On Tue, 16 Nov 2010 23:28:37 -0800
Jonathan M Davis <jmdavisp...@gmx.com> wrote:

> It has already been argued that I/O should be exempt (at least for debugging 
> purposes), and I think that that would could be acceptable for weakly pure 
> functions. But it's certainly true that as it stands, dealing with I/O and 
> purity doesn't work very well. And since you have to try and mark as much as 
> possible pure (to make it weakly pure at least) if you want much hope of 
> being 
> able to have much of anything be strongly pure, it doesn't take long before 
> you 
> can't actually have I/O much of anywhere - even for debugging. It's 
> definitely a 
> problem.

(See also my previous post on this thread).
What we are missing is a clear notion of program state, distinct from physical 
machine. A non-referentially transparent function is one that reads from this 
state; between 2 runs of the function, this state may have been changed by the 
program itself, so that execution is influenced. Conversely, an effect-ive 
function is one that changes state; such a change may influence parts of the 
program that read it, including possibly itself.

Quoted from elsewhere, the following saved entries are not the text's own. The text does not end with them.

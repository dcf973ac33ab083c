//! User-facing notification feed.
//!
//! A bounded ring buffer of messages the rendering layer shows to the
//! viewer: search misses, fetch failures, depth advisories.

use std::collections::VecDeque;
use std::fmt;
use std::time::Instant;

/// How prominently a notification should be shown.
#[derive(Debug, Clone, Copy, PartialEq, Eq, PartialOrd, Ord)]
pub enum Severity {
    Info,
    Warning,
    Error,
}

impl fmt::Display for Severity {
    fn fmt(&self, f: &mut fmt::Formatter<'_>) -> fmt::Result {
        f.write_str(match self {
            Severity::Info => "info",
            Severity::Warning => "warning",
            Severity::Error => "error",
        })
    }
}

/// A single notification.
#[derive(Debug, Clone)]
pub struct Notification {
    /// Seconds since the feed was created.
    pub elapsed_secs: f64,
    pub severity: Severity,
    pub message: String,
}

/// Bounded notification buffer; the oldest entry is evicted when full.
#[derive(Debug)]
pub struct Notifications {
    entries: VecDeque<Notification>,
    capacity: usize,
    start_time: Instant,
}

impl Notifications {
    /// Create a feed holding at most `capacity` entries (minimum 1).
    pub fn new(capacity: usize) -> Self {
        let capacity = capacity.max(1);
        Self {
            entries: VecDeque::with_capacity(capacity),
            capacity,
            start_time: Instant::now(),
        }
    }

    pub fn push(&mut self, severity: Severity, message: impl Into<String>) {
        if self.entries.len() >= self.capacity {
            self.entries.pop_front();
        }
        self.entries.push_back(Notification {
            elapsed_secs: self.start_time.elapsed().as_secs_f64(),
            severity,
            message: message.into(),
        });
    }

    /// The most recent notification.
    pub fn latest(&self) -> Option<&Notification> {
        self.entries.back()
    }

    /// Oldest first.
    pub fn iter(&self) -> impl Iterator<Item = &Notification> {
        self.entries.iter()
    }

    pub fn len(&self) -> usize {
        self.entries.len()
    }

    pub fn is_empty(&self) -> bool {
        self.entries.is_empty()
    }

    pub fn clear(&mut self) {
        self.entries.clear();
    }
}

impl Default for Notifications {
    fn default() -> Self {
        Self::new(64)
    }
}

#[cfg(test)]
mod tests {
    use super::*;

    #[test]
    fn test_push_and_latest() {
        let mut feed = Notifications::new(10);
        assert!(feed.is_empty());
        assert!(feed.latest().is_none());

        feed.push(Severity::Info, "loaded");
        feed.push(Severity::Error, "failed");
        assert_eq!(feed.len(), 2);
        let latest = feed.latest().unwrap();
        assert_eq!(latest.severity, Severity::Error);
        assert_eq!(latest.message, "failed");
    }

    #[test]
    fn test_ring_buffer_evicts_oldest() {
        let mut feed = Notifications::new(3);
        for msg in ["one", "two", "three", "four"] {
            feed.push(Severity::Info, msg);
        }
        let messages: Vec<&str> = feed.iter().map(|n| n.message.as_str()).collect();
        assert_eq!(messages, vec!["two", "three", "four"]);
    }

    #[test]
    fn test_zero_capacity_keeps_one() {
        let mut feed = Notifications::new(0);
        feed.push(Severity::Warning, "a");
        feed.push(Severity::Warning, "b");
        assert_eq!(feed.len(), 1);
        assert_eq!(feed.latest().unwrap().message, "b");
    }

    #[test]
    fn test_clear() {
        let mut feed = Notifications::default();
        feed.push(Severity::Info, "x");
        feed.clear();
        assert!(feed.is_empty());
    }

    #[test]
    fn test_severity_ordering() {
        assert!(Severity::Error > Severity::Warning);
        assert_eq!(Severity::Warning.to_string(), "warning");
    }
}
//! Domain tree → display tree conversion.

use crate::model::{DisplayNode, DomainNode, MemberNode, Position};

/// Convert a (possibly absent) domain node into a display node.
///
/// An absent node becomes a placeholder at `position`. A present node keeps
/// its fields and gets both child slots only when at least one leg is
/// populated; the missing leg becomes a placeholder. Leaves get no slots, so
/// the output never grows past the depth the backend returned.
pub fn transform(node: Option<&DomainNode>, position: Position) -> DisplayNode {
    let Some(node) = node else {
        return DisplayNode::Empty { position };
    };

    let children = if node.is_leaf() {
        None
    } else {
        Some([
            transform(node.left.as_deref(), Position::Left),
            transform(node.right.as_deref(), Position::Right),
        ])
    };

    DisplayNode::Occupied(Box::new(MemberNode {
        member_id: node.member_id.clone(),
        name: node.full_name.clone(),
        rank: node.rank.clone(),
        position: node.position.unwrap_or(position),
        is_active: node.is_active(),
        metrics: node.metrics.clone(),
        children,
    }))
}

/// Convert a fetched tree, rooted at [`Position::Root`].
pub fn transform_root(node: Option<&DomainNode>) -> DisplayNode {
    transform(node, Position::Root)
}
#![deny(unsafe_code)]

//! Configuration loading and validation for the downline explorer.
//!
//! Loads TOML configuration files and validates them against expected schemas.
//! Provides the [`AppConfig`] type as the central configuration structure
//! shared by the CLI and the TUI.

use std::path::Path;

use serde::{Deserialize, Serialize};
use tracing::debug;

/// Errors that can occur during configuration loading and validation.
#[derive(Debug, thiserror::Error)]
pub enum ConfigError {
    #[error("failed to read config file: {0}")]
    Io(#[from] std::io::Error),

    #[error("failed to parse TOML: {0}")]
    Parse(#[from] toml::de::Error),

    #[error("validation error: {0}")]
    Validation(String),
}

/// Top-level application configuration.
#[derive(Debug, Default, Clone, Serialize, Deserialize)]
pub struct AppConfig {
    /// Where genealogy trees are fetched from.
    #[serde(default)]
    pub gateway: GatewayConfig,

    /// Tree view defaults.
    #[serde(default)]
    pub tree: TreeConfig,

    /// Logging configuration.
    #[serde(default)]
    pub logging: LoggingConfig,
}

/// Which tree backend to talk to.
#[derive(Debug, Clone, Copy, PartialEq, Eq, Default, Serialize, Deserialize)]
#[serde(rename_all = "lowercase")]
pub enum GatewayBackend {
    /// The genealogy REST endpoint.
    #[default]
    Http,
    /// A full tree loaded from a local JSON file.
    Fixture,
}

/// Tree fetch gateway configuration.
///
/// ## TOML Example
///
/// ```toml
/// [gateway]
/// backend = "http"
/// base_url = "https://mlm.example.com/api"
/// api_token = "..."
/// timeout_secs = 15
/// cache_ttl_secs = 120
/// ```
#[derive(Clone, Serialize, Deserialize)]
pub struct GatewayConfig {
    /// Backend kind: "http" or "fixture".
    #[serde(default)]
    pub backend: GatewayBackend,

    /// Base URL of the REST API (when backend = "http").
    #[serde(default = "default_base_url")]
    pub base_url: String,

    /// Bearer token sent with every request. Avoid committing this to disk.
    #[serde(default, skip_serializing_if = "Option::is_none")]
    pub api_token: Option<String>,

    /// Per-request timeout in seconds.
    #[serde(default = "default_timeout_secs")]
    pub timeout_secs: u64,

    /// How long a fetched tree is served from cache (0 = no caching).
    #[serde(default = "default_cache_ttl_secs")]
    pub cache_ttl_secs: u64,

    /// Path to the JSON tree document (when backend = "fixture").
    #[serde(default, skip_serializing_if = "Option::is_none")]
    pub fixture_path: Option<String>,
}

impl std::fmt::Debug for GatewayConfig {
    fn fmt(&self, f: &mut std::fmt::Formatter<'_>) -> std::fmt::Result {
        f.debug_struct("GatewayConfig")
            .field("backend", &self.backend)
            .field("base_url", &self.base_url)
            .field("api_token", &self.api_token.as_ref().map(|_| "[REDACTED]"))
            .field("timeout_secs", &self.timeout_secs)
            .field("cache_ttl_secs", &self.cache_ttl_secs)
            .field("fixture_path", &self.fixture_path)
            .finish()
    }
}

impl Default for GatewayConfig {
    fn default() -> Self {
        Self {
            backend: GatewayBackend::default(),
            base_url: default_base_url(),
            api_token: None,
            timeout_secs: default_timeout_secs(),
            cache_ttl_secs: default_cache_ttl_secs(),
            fixture_path: None,
        }
    }
}

fn default_base_url() -> String {
    "http://127.0.0.1:5000/api".to_string()
}

fn default_timeout_secs() -> u64 {
    15
}

fn default_cache_ttl_secs() -> u64 {
    120
}

/// Tree view defaults.
#[derive(Debug, Clone, Serialize, Deserialize)]
pub struct TreeConfig {
    /// Depth requested when a session starts.
    #[serde(default = "default_depth")]
    pub default_depth: u32,

    /// Depths above this value produce a "may be slow" advisory.
    #[serde(default = "default_advisory_depth_threshold")]
    pub advisory_depth_threshold: u32,
}

impl Default for TreeConfig {
    fn default() -> Self {
        Self {
            default_depth: default_depth(),
            advisory_depth_threshold: default_advisory_depth_threshold(),
        }
    }
}

fn default_depth() -> u32 {
    3
}

fn default_advisory_depth_threshold() -> u32 {
    50
}

/// Logging configuration.
#[derive(Debug, Clone, Serialize, Deserialize)]
pub struct LoggingConfig {
    /// Log level filter (e.g. "info", "debug", "trace").
    #[serde(default = "default_log_level")]
    pub level: String,

    /// File the TUI writes its log to. The TUI stays silent when unset.
    #[serde(default, skip_serializing_if = "Option::is_none")]
    pub file: Option<String>,
}

impl Default for LoggingConfig {
    fn default() -> Self {
        Self {
            level: default_log_level(),
            file: None,
        }
    }
}

fn default_log_level() -> String {
    "info".to_string()
}

impl AppConfig {
    /// Load configuration from a TOML file at the given path using async I/O.
    pub async fn load(path: &Path) -> Result<Self, ConfigError> {
        let content = tokio::fs::read_to_string(path).await?;
        let config = Self::parse(&content)?;
        debug!(path = %path.display(), backend = ?config.gateway.backend, "Loaded config");
        Ok(config)
    }

    /// Parse configuration from a TOML string.
    pub fn parse(s: &str) -> Result<Self, ConfigError> {
        let config: AppConfig = toml::from_str(s)?;
        config.validate()?;
        Ok(config)
    }

    /// Validate the configuration.
    pub fn validate(&self) -> Result<(), ConfigError> {
        match self.gateway.backend {
            GatewayBackend::Http => {
                if self.gateway.base_url.trim().is_empty() {
                    return Err(ConfigError::Validation(
                        "gateway.base_url must not be empty".to_string(),
                    ));
                }
                if !self.gateway.base_url.starts_with("http://")
                    && !self.gateway.base_url.starts_with("https://")
                {
                    return Err(ConfigError::Validation(format!(
                        "gateway.base_url must be an http(s) URL, got {:?}",
                        self.gateway.base_url
                    )));
                }
            }
            GatewayBackend::Fixture => {
                if self
                    .gateway
                    .fixture_path
                    .as_deref()
                    .is_none_or(|p| p.trim().is_empty())
                {
                    return Err(ConfigError::Validation(
                        "gateway.fixture_path is required when backend is \"fixture\"".to_string(),
                    ));
                }
            }
        }
        if self.gateway.timeout_secs == 0 {
            return Err(ConfigError::Validation(
                "gateway.timeout_secs must be non-zero".to_string(),
            ));
        }

        if self.tree.default_depth == 0 {
            return Err(ConfigError::Validation(
                "tree.default_depth must be at least 1".to_string(),
            ));
        }
        if self.tree.advisory_depth_threshold == 0 {
            return Err(ConfigError::Validation(
                "tree.advisory_depth_threshold must be at least 1".to_string(),
            ));
        }

        let valid_levels = ["error", "warn", "info", "debug", "trace"];
        if !valid_levels.contains(&self.logging.level.as_str()) {
            return Err(ConfigError::Validation(format!(
                "logging.level must be one of {:?}, got {:?}",
                valid_levels, self.logging.level
            )));
        }

        Ok(())
    }
}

This true program state is not the physical machine's one. Ideally, there would 
be in the core language's organisation a clear definition of what state is -- 
it could be called "state", or "world". An approximation in super simple 
imperative languages is the set of global variables. (Output does not write 
onto globals -- considering writing onto video port or memory state change is 
close to nonsense ;-) In pure OO, this is more or less the set of objects / 
object fields. (A func that does not affect any object field is effect-free.)
State is something the program can read (back); all the rest, such as writing 
to unreachable parts of memory like for output, cannot have any consequence on 
future process (*). I'm still far to be clear on this topic; as of now, I think 
only assignments to state, as so defined, should be considered effects.
This would lead to a far more practicle notion of "purity", I guess, esp for 
imperative and/or OO programming.


Denis

(*) Except possibly when using low level direct access to (pseudo) memory 
addresses. Even then, one cannot read plain output ports, or write to plain 
input ports, for instance.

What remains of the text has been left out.